───── Material shown ─────

//! In-memory repository implementations.
//!
//! A `DashMap`-backed implementation of a domain repository trait, used
//! for local runs and tests in place of a durable document store.

use async_trait::async_trait;
use dashmap::DashMap;

use crate::domain::message::MessageRecord;
use crate::domain::station::{StationConfigRepository, StationSnapshot};
use crate::runtime::logger::MessageSink;
use crate::support::RepositoryError;

/// In-memory station configuration store.
pub struct InMemoryStationConfigRepository {
    stations: DashMap<String, StationSnapshot>,
}

impl InMemoryStationConfigRepository {
    pub fn new() -> Self {
        Self {
            stations: DashMap::new(),
        }
    }
}

impl Default for InMemoryStationConfigRepository {
    fn default() -> Self {
        Self::new()
    }
}

#[async_trait]
impl StationConfigRepository for InMemoryStationConfigRepository {
    async fn list(&self) -> Result<Vec<StationSnapshot>, RepositoryError> {
        Ok(self.stations.iter().map(|e| e.value().clone()).collect())
    }

    async fn upsert(&self, snapshot: StationSnapshot) -> Result<(), RepositoryError> {
        self.stations.insert(snapshot.config.id.clone(), snapshot);
        Ok(())
    }

    async fn delete(&self, station_id: &str) -> Result<(), RepositoryError> {
        self.stations
            .remove(station_id)
            .map(|_| ())
            .ok_or_else(|| RepositoryError::Conflict(format!("unknown station {}", station_id)))
    }
}

/// In-memory message sink, bounded to the most recent `capacity` records
/// per station so a long-running emulator doesn't grow without bound.
pub struct InMemoryMessageRepository {
    capacity_per_station: usize,
    records: DashMap<String, Vec<MessageRecord>>,
}

impl InMemoryMessageRepository {
    pub fn new(capacity_per_station: usize) -> Self {
        Self {
            capacity_per_station,
            records: DashMap::new(),
        }
    }

    pub fn for_station(&self, station_id: &str) -> Vec<MessageRecord> {
        self.records
            .get(station_id)
            .map(|v| v.clone())
            .unwrap_or_default()
    }
}

impl Default for InMemoryMessageRepository {
    fn default() -> Self {
        Self::new(1000)
    }
}

#[async_trait]
impl MessageSink for InMemoryMessageRepository {
    async fn store_batch(&self, batch: Vec<MessageRecord>) {
        for record in batch {
            let mut entry = self.records.entry(record.station_id.clone()).or_default();
            entry.push(record);
            if entry.len() > self.capacity_per_station {
                let overflow = entry.len() - self.capacity_per_station;
                entry.drain(0..overflow);
            }
        }
    }
}

#[cfg(test)]
mod tests {
    use super::*;
    use crate::domain::connector::ConnectorSnapshot;
    use crate::domain::message::{Direction, MessageType};
    use crate::domain::ocpp::OcppVersion;
    use crate::domain::station::{StationConfig, StationRuntime};

    fn snapshot(id: &str) -> StationSnapshot {
        StationSnapshot {
            config: StationConfig::new(id, "ws://localhost:9000", OcppVersion::V16),
            runtime: StationRuntime::default(),
            connectors: vec![ConnectorSnapshot {
                id: 1,
                state: crate::domain::connector::ConnectorState::Available,
                active_transaction: None,
            }],
        }
    }

    #[tokio::test]
    async fn upsert_then_list_round_trips() {
        let repo = InMemoryStationConfigRepository::new();
        repo.upsert(snapshot("CP001")).await.unwrap();
        let all = repo.list().await.unwrap();
        assert_eq!(all.len(), 1);
        assert_eq!(all[0].config.id, "CP001");
    }

    #[tokio::test]
    async fn delete_unknown_station_errors() {
        let repo = InMemoryStationConfigRepository::new();
        assert!(repo.delete("nope").await.is_err());
    }

    #[tokio::test]
    async fn message_repository_caps_per_station() {
        let repo = InMemoryMessageRepository::new(2);
        let batch = vec![
            MessageRecord::new("CP001", Direction::Outbound, MessageType::Call, "1", None, "a"),
            MessageRecord::new("CP001", Direction::Outbound, MessageType::Call, "2", None, "b"),
            MessageRecord::new("CP001", Direction::Outbound, MessageType::Call, "3", None, "c"),
        ];
        repo.store_batch(batch).await;
        let stored = repo.for_station("CP001");
        assert_eq!(stored.len(), 2);
        assert_eq!(stored[0].unique_id, "2");
    }
}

─────

Pull out all lines of the data with the string "stored".

Answer to the problem:
        let stored = repo.for_station("CP001");
        assert_eq!(stored.len(), 2);
        assert_eq!(stored[0].unique_id, "2");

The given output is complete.